眠たげな猫の傍で

眠たげな猫の傍で

世界の果てで眠っていたいな

あまり元気がない

生きてて楽しみに思えることがぱっと思いつかない。東京に来てからそろそろ1週間が経とうとしているが、なんともまあ平穏な日常である。視界の端っこにはコロナウイルス関連で喧しいけれど、心が疲弊してしまうので無視することにした。私は影響力の強いものが苦手で、今までの人生、そういったものに出会うたびに必死に見て見ぬ振りをしてきた。今回のコロナウイルスの件も必死になって見ないようにしている。テレビやネットでは気が狂ったかのように、毎日毎日、コロナウイルスに関することを垂れ流している。分かった、分かったからもうこれ以上私のプライベートスペースには入ってこないで。最低限の予防はするから、それ以上の真偽不確かな情報は一切聞きたくない。

 

 

仕事は当たり前であるかのように放置されている。いやまあ、忙しい時期で構っている暇がないということは分かっております。自分の仕事でいっぱいいっぱいであること、隣から痛いほど伝わってきます。だから我儘な大人のように、「私をもっと構ってよ!」なんて恥ずかしい事は言わないって決めてる。でも、1日中書類を並べ替えているだけ、というのはなかなかに堪えるよ。今日も上司から「どうだい?」と漠然とした問いかけを振られたので「楽しくやっております」「嘘こけ」という何の意味もないやり取りが発生した午後4時。私、会社に来る必要ありますか?「明日でようやく書類整理が終わりそうなんですけれど」「明日もちょっと忙しいから、出来れば他の書類を整理しておいてもらえる?それと、倉庫がぐちゃぐちゃになっていると思うから、それも整理してもらえると助かる」私は便利人間なんじゃないよ。こんなことばかりしていたら、あいつに「よー、日雇い労働者」と言われるのではないかとビクビクしている。

 

 

毎日定時に帰っている。外をうろつくのは怖いので、一目散に家に帰って録画しておいたテレビ番組をぼーっと眺めている。
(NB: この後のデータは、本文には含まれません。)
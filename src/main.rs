use clap::Parser;

use uninformed_pathfinding::algorithms::Algorithm;
use uninformed_pathfinding::config::Config;
use uninformed_pathfinding::scenario::Scenario;
use uninformed_pathfinding::statistics::optimal_path_length;

fn main() {
    env_logger::init();
    let config = Config::parse();

    let algorithms: Vec<Algorithm> = if config.algorithm.eq_ignore_ascii_case("all") {
        Algorithm::all().to_vec()
    } else {
        match config.algorithm.parse::<Algorithm>() {
            Ok(algorithm) => vec![algorithm],
            Err(e) => {
                eprintln!("{}", e);
                std::process::exit(1);
            }
        }
    };

    let mut scenario = match Scenario::generate(&config) {
        Ok(scenario) => scenario,
        Err(e) => {
            eprintln!("Failed to create grid: {}", e);
            std::process::exit(1);
        }
    };

    if !config.quiet {
        let grid = scenario.grid();
        println!("Uninformed search on a {}x{} grid", grid.width, grid.height);
        println!(
            "Walls: {}, Start: {}, Target: {}",
            grid.walls().len(),
            grid.start,
            grid.target
        );
        println!("Seed: {} (for reproducibility)", scenario.seed());
        println!();
    }

    if algorithms.len() > 1 {
        let comparison = scenario.run_all();
        print!("{}", comparison);
        if config.show_grid {
            for report in &comparison.reports {
                println!("\n{}:", report.algorithm);
                print!("{}", report.render(scenario.grid()));
            }
        }
        return;
    }

    for algorithm in algorithms {
        let report = scenario.run(algorithm);
        println!("=== RESULTS ===");
        print!("{}", report);
        if let Some(efficiency) = report.efficiency(optimal_path_length(scenario.grid())) {
            println!("Path efficiency: {:.3}", efficiency);
        }
        if config.show_grid {
            println!();
            print!("{}", report.render(scenario.grid()));
        }
    }
}
pub mod algorithms;
pub mod config;
pub mod error;
pub mod grid;
pub mod scenario;
pub mod statistics;

pub use algorithms::{Algorithm, SearchAlgorithm, SearchResult};
pub use error::SearchError;
pub use grid::{Grid, Position};
use crate::algorithms::common::{SearchAlgorithm, SearchResult};
use crate::algorithms::frontier::{traverse, PriorityFrontier};
use crate::grid::Grid;

/// Uniform-cost search. Every step costs 1; ties pop in push order.
#[derive(Debug, Default, Clone, Copy)]
pub struct UniformCost;

impl UniformCost {
    pub fn new() -> Self {
        UniformCost
    }
}

impl SearchAlgorithm for UniformCost {
    fn name(&self) -> &'static str {
        "UCS"
    }

    fn search(&self, grid: &Grid) -> SearchResult {
        traverse(grid, PriorityFrontier::default())
    }
}

#[cfg(test)]
mod tests {
    use super::*;
    use crate::algorithms::bfs::Bfs;
    use crate::algorithms::common::is_valid_path;
    use crate::grid::Position;

    #[test]
    fn test_matches_bfs_path_length() {
        let mut grid = Grid::new(8, 8, Position::new(0, 0), Position::new(7, 5)).unwrap();
        for y in 0..7 {
            grid.add_static_obstacle(4, y);
        }
        let ucs = UniformCost::new().search(&grid);
        let bfs = Bfs::new().search(&grid);

        assert!(ucs.found);
        assert!(is_valid_path(&grid, &ucs.path));
        assert_eq!(ucs.path.len(), bfs.path.len());
    }

    #[test]
    fn test_same_expansion_order_as_bfs_on_unit_costs() {
        let grid = Grid::new(6, 6, Position::new(1, 1), Position::new(5, 2)).unwrap();
        let ucs = UniformCost::new().search(&grid);
        let bfs = Bfs::new().search(&grid);

        assert_eq!(ucs.path, bfs.path);
        assert_eq!(ucs.explored, bfs.explored);
    }
}
use crate::algorithms::common::SearchResult;
use crate::error::{Result, SearchError};
use rand::seq::SliceRandom;
use rand::Rng;
use rustc_hash::FxHashSet;
use std::fmt;

/// A grid cell. Identity is the coordinate pair and nothing else.
#[derive(Debug, Clone, Copy, PartialEq, Eq, PartialOrd, Ord, Hash)]
pub struct Position {
    pub x: i32,
    pub y: i32,
}

impl Position {
    pub const fn new(x: i32, y: i32) -> Self {
        Position { x, y }
    }

    /// True when `other` is one of the eight cells around `self`.
    pub fn is_adjacent(&self, other: &Position) -> bool {
        let dx = (self.x - other.x).abs();
        let dy = (self.y - other.y).abs();
        dx <= 1 && dy <= 1 && (dx, dy) != (0, 0)
    }
}

impl From<(i32, i32)> for Position {
    fn from((x, y): (i32, i32)) -> Self {
        Position { x, y }
    }
}

impl fmt::Display for Position {
    fn fmt(&self, f: &mut fmt::Formatter<'_>) -> fmt::Result {
        write!(f, "({}, {})", self.x, self.y)
    }
}

/// Neighbor offsets in expansion priority order: Up, Right, Down, Down-Right,
/// Left, Up-Left, Up-Right, Down-Left. Depth-first strategies rely on this
/// order to pick between equal-length routes.
pub const NEIGHBOR_OFFSETS: [(i32, i32); 8] = [
    (0, -1),
    (1, 0),
    (0, 1),
    (1, 1),
    (-1, 0),
    (-1, -1),
    (1, -1),
    (-1, 1),
];

pub const DEFAULT_SPAWN_PROBABILITY: f64 = 0.02;

/// The search environment: bounds, endpoints, static walls and transient
/// obstacles. Strategies only read it; obstacles change between searches.
#[derive(Debug, Clone)]
pub struct Grid {
    pub width: i32,
    pub height: i32,
    pub start: Position,
    pub target: Position,
    walls: FxHashSet<Position>,
    transient_obstacles: FxHashSet<Position>,
    spawn_probability: f64,
}

impl Grid {
    pub fn new(width: i32, height: i32, start: Position, target: Position) -> Result<Self> {
        if width <= 0 || height <= 0 {
            return Err(SearchError::InvalidConfiguration(format!(
                "grid dimensions must be positive, got {}x{}",
                width, height
            )));
        }

        let grid = Grid {
            width,
            height,
            start,
            target,
            walls: FxHashSet::default(),
            transient_obstacles: FxHashSet::default(),
            spawn_probability: DEFAULT_SPAWN_PROBABILITY,
        };

        if !grid.is_valid(&start) {
            return Err(SearchError::InvalidConfiguration(format!(
                "start position {} is out of grid bounds ({}x{})",
                start, width, height
            )));
        }
        if !grid.is_valid(&target) {
            return Err(SearchError::InvalidConfiguration(format!(
                "target position {} is out of grid bounds ({}x{})",
                target, width, height
            )));
        }

        Ok(grid)
    }

    /// Sets the chance that `spawn_transient_obstacle` places an obstacle.
    pub fn with_spawn_probability(mut self, probability: f64) -> Self {
        self.spawn_probability = if probability.is_nan() {
            0.0
        } else {
            probability.clamp(0.0, 1.0)
        };
        self
    }

    pub fn is_valid(&self, pos: &Position) -> bool {
        pos.x >= 0 && pos.x < self.width && pos.y >= 0 && pos.y < self.height
    }

    /// Out-of-bounds cells count as blocked.
    pub fn is_blocked(&self, pos: &Position) -> bool {
        !self.is_valid(pos) || self.walls.contains(pos) || self.transient_obstacles.contains(pos)
    }

    pub fn is_wall(&self, pos: &Position) -> bool {
        self.walls.contains(pos)
    }

    pub fn is_transient_obstacle(&self, pos: &Position) -> bool {
        self.transient_obstacles.contains(pos)
    }

    pub fn walls(&self) -> &FxHashSet<Position> {
        &self.walls
    }

    pub fn transient_obstacles(&self) -> &FxHashSet<Position> {
        &self.transient_obstacles
    }

    /// Adds a permanent wall. Cells outside the grid and the start/target
    /// cells are ignored.
    pub fn add_static_obstacle(&mut self, x: i32, y: i32) {
        let pos = Position { x, y };
        if self.is_valid(&pos) && pos != self.start && pos != self.target {
            self.walls.insert(pos);
        }
    }

    /// Places up to `count` walls at random free cells, giving up after
    /// `10 * count` attempts. Returns how many walls were added.
    pub fn add_walls_randomly<R: Rng + ?Sized>(&mut self, count: usize, rng: &mut R) -> usize {
        let max_attempts = count.saturating_mul(10);
        let mut added = 0;
        let mut attempts = 0;

        while added < count && attempts < max_attempts {
            let pos = Position {
                x: rng.gen_range(0..self.width),
                y: rng.gen_range(0..self.height),
            };
            if !self.walls.contains(&pos) && pos != self.start && pos != self.target {
                self.add_static_obstacle(pos.x, pos.y);
                added += 1;
            }
            attempts += 1;
        }

        if added < count {
            log::warn!(
                "placed {} of {} requested walls after {} attempts",
                added,
                count,
                attempts
            );
        }
        added
    }

    /// With probability `spawn_probability`, blocks one random free cell until
    /// the next `clear_transient_obstacles`.
    pub fn spawn_transient_obstacle<R: Rng + ?Sized>(&mut self, rng: &mut R) -> Option<Position> {
        if rng.gen::<f64>() >= self.spawn_probability {
            return None;
        }

        let mut free_cells = Vec::new();
        for x in 0..self.width {
            for y in 0..self.height {
                let pos = Position { x, y };
                if !self.walls.contains(&pos)
                    && !self.transient_obstacles.contains(&pos)
                    && pos != self.start
                    && pos != self.target
                {
                    free_cells.push(pos);
                }
            }
        }

        let spawned = *free_cells.choose(rng)?;
        self.transient_obstacles.insert(spawned);
        log::debug!("spawned transient obstacle at {}", spawned);
        Some(spawned)
    }

    /// Places a transient obstacle at an explicit cell, with the same
    /// restrictions as static walls.
    pub fn add_transient_obstacle(&mut self, x: i32, y: i32) {
        let pos = Position { x, y };
        if self.is_valid(&pos) && pos != self.start && pos != self.target {
            self.transient_obstacles.insert(pos);
        }
    }

    pub fn clear_transient_obstacles(&mut self) {
        self.transient_obstacles.clear();
    }

    /// In-bounds, unblocked neighbors of `pos` in `NEIGHBOR_OFFSETS` order.
    pub fn neighbors(&self, pos: &Position) -> Vec<Position> {
        let mut neighbors = Vec::with_capacity(NEIGHBOR_OFFSETS.len());
        for (dx, dy) in NEIGHBOR_OFFSETS {
            let next = Position {
                x: pos.x + dx,
                y: pos.y + dy,
            };
            if !self.is_blocked(&next) {
                neighbors.push(next);
            }
        }
        neighbors
    }

    /// Transient obstacles touching any cell of `cells`, sorted.
    pub fn transient_obstacles_near<'a, I>(&self, cells: I) -> Vec<Position>
    where
        I: IntoIterator<Item = &'a Position>,
    {
        if self.transient_obstacles.is_empty() {
            return Vec::new();
        }
        let mut touched = FxHashSet::default();
        for cell in cells {
            for obstacle in &self.transient_obstacles {
                if cell.is_adjacent(obstacle) {
                    touched.insert(*obstacle);
                }
            }
        }
        let mut touched: Vec<Position> = touched.into_iter().collect();
        touched.sort();
        touched
    }

    /// Text picture of the grid, one row per line. With a result, explored
    /// cells and the path are drawn on top.
    pub fn render(&self, result: Option<&SearchResult>) -> String {
        let path: FxHashSet<Position> = result
            .map(|r| r.path.iter().copied().collect())
            .unwrap_or_default();

        let mut out = String::with_capacity(self.render_capacity());
        for y in 0..self.height {
            for x in 0..self.width {
                let pos = Position { x, y };
                let c = if pos == self.start {
                    'S'
                } else if pos == self.target {
                    'T'
                } else if self.walls.contains(&pos) {
                    '#'
                } else if self.transient_obstacles.contains(&pos) {
                    'O'
                } else if path.contains(&pos) {
                    '*'
                } else if result.map_or(false, |r| r.explored.contains(&pos)) {
                    '.'
                } else {
                    ' '
                };
                out.push(c);
            }
            out.push('\n');
        }
        out
    }

    /// Bytes needed by `render`: one per cell plus a newline per row.
    fn render_capacity(&self) -> usize {
        (self.width as usize)
            .saturating_add(1)
            .saturating_mul(self.height as usize)
    }
}
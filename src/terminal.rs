//! Plain-terminal rendering of plans, link cards and history.
//!
//! Everything here returns a `String` so the command layer decides where it
//! goes. Colours come from `colored` and honour `NO_COLOR`.

use chrono::Local;
use colored::Colorize;
use regex::Regex;
use std::fmt::Write;
use std::sync::LazyLock;

use crate::history::History;
use crate::links::{LinkCard, link_cards};
use crate::render::{DisplayBlock, Rendered, Table, group_tables, render_blocks};
use crate::types::{LinkKind, Plan};

static BOLD: LazyLock<Regex> =
    LazyLock::new(|| Regex::new(r"\*\*(.+?)\*\*").expect("valid bold pattern"));

const DATE_FORMAT: &str = "%d.%m.%Y";

/// Text with its `**bold**` spans styled.
fn inline(text: &str) -> String {
    BOLD.replace_all(text, |caps: &regex::Captures<'_>| caps[1].bold().to_string())
        .into_owned()
}

/// Text with the bold markers removed, for width calculations.
fn plain(text: &str) -> String {
    BOLD.replace_all(text, "$1").into_owned()
}

fn pad(text: &str, width: usize) -> String {
    let used = plain(text).chars().count();
    format!("{}{}", inline(text), " ".repeat(width.saturating_sub(used)))
}

fn format_table(out: &mut String, table: &Table) {
    let mut widths = vec![0usize; table.width()];
    for row in std::iter::once(&table.header).chain(&table.rows) {
        for (i, cell) in row.iter().enumerate() {
            widths[i] = widths[i].max(plain(cell).chars().count());
        }
    }

    let header: Vec<String> = table
        .header
        .iter()
        .zip(&widths)
        .map(|(cell, w)| pad(cell, *w).bold().to_string())
        .collect();
    let _ = writeln!(out, "  {}", header.join(" │ "));
    let rule: Vec<String> = widths.iter().map(|w| "─".repeat(*w)).collect();
    let _ = writeln!(out, "  {}", rule.join("─┼─").dimmed());
    for row in &table.rows {
        let cells: Vec<String> = row.iter().zip(&widths).map(|(c, w)| pad(c, *w)).collect();
        let _ = writeln!(out, "  {}", cells.join(" │ ").trim_end());
    }
}

fn format_block(out: &mut String, block: &DisplayBlock) {
    match block {
        DisplayBlock::Heading { level: 1, text } => {
            let _ = writeln!(out, "{}", plain(text).bold().underline());
        }
        DisplayBlock::Heading { level: 2, text } => {
            let _ = writeln!(out, "{}", plain(text).bold().cyan());
        }
        DisplayBlock::Heading { text, .. } => {
            let _ = writeln!(out, "{}", plain(text).bold());
        }
        DisplayBlock::ListItem { text } => {
            let _ = writeln!(out, "  • {}", inline(text));
        }
        DisplayBlock::Paragraph { text } => {
            let _ = writeln!(out, "{}", inline(text));
        }
        DisplayBlock::Spacer => out.push('\n'),
        // grouped into tables before we get here
        DisplayBlock::TableRow { cells, .. } => {
            let _ = writeln!(out, "  {}", cells.join(" │ "));
        }
    }
}

pub fn format_blocks(blocks: Vec<DisplayBlock>) -> String {
    let mut out = String::new();
    for item in group_tables(blocks) {
        match item {
            Rendered::Block(block) => format_block(&mut out, &block),
            Rendered::Table(table) => format_table(&mut out, &table),
        }
    }
    out
}

pub fn format_links(cards: &[LinkCard]) -> String {
    if cards.is_empty() {
        return String::new();
    }
    let mut out = format!("{}\n", "Sources".bold().cyan());
    for card in cards {
        let tag = match card.kind {
            LinkKind::Web => "[web] ".blue(),
            LinkKind::Maps => "[maps]".green(),
        };
        let _ = writeln!(out, "  {tag} {}", card.display_title);
        let _ = writeln!(out, "         {}", card.href.dimmed());
    }
    out
}

fn summary(plan: &Plan) -> String {
    match &plan.request {
        Some(request) => format!(
            "{} days · {} · {}",
            request.days,
            request.travelers.label(),
            request.style.label()
        ),
        None => "shared plan".to_string(),
    }
}

pub fn format_plan(plan: &Plan) -> String {
    let mut out = String::new();
    let _ = writeln!(out, "{}", plan.title().bold().yellow());
    let created = plan.created_at.with_timezone(&Local).format(DATE_FORMAT);
    let _ = writeln!(out, "{}", format!("{} · {created}", summary(plan)).dimmed());
    if let Some(request) = plan.request.as_ref().filter(|r| !r.interests.is_empty()) {
        let _ = writeln!(out, "{}", request.interests.join(", ").dimmed());
    }
    out.push('\n');
    out.push_str(&format_blocks(render_blocks(&plan.content)));

    let links = format_links(&link_cards(&plan.links));
    if !links.is_empty() {
        out.push('\n');
        out.push_str(&links);
    }
    out
}

pub fn format_history(history: &History) -> String {
    if history.is_empty() {
        return "No saved trips yet.\n".to_string();
    }
    let mut out = String::new();
    for (i, plan) in history.iter().enumerate() {
        let created = plan.created_at.with_timezone(&Local).format(DATE_FORMAT);
        let days = plan
            .days()
            .map(|d| format!("{d} days"))
            .unwrap_or_else(|| "shared".to_string());
        let _ = writeln!(
            out,
            "{:>2}. {}  {}  {}",
            i + 1,
            plan.title().bold(),
            format!("{days} · {created}").dimmed(),
            plan.id.dimmed()
        );
    }
    out
}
その作業が終わると、ロフトに上がって音楽を聴きながら時間が過ぎ去っていくのをじっと耐える。耐え忍ぶ。今はそういう時期なのだ。楽しむなんてのは、この生活に慣れてからだ。少なくとも1ヶ月はかかるだろうな。1ヶ月も経てばコロナウイルスが終息して......くれないかな。街全体が鬱々とした雰囲気を纏っていて、外出するのが楽しくも何ともない。寧ろ周りを歩いている人間の負の感情を敏感に拾い上げてしまい、家に帰る頃には悲しい気持ちになっている。今日はもういいや、RADWIMPSを聴きながら寝よ。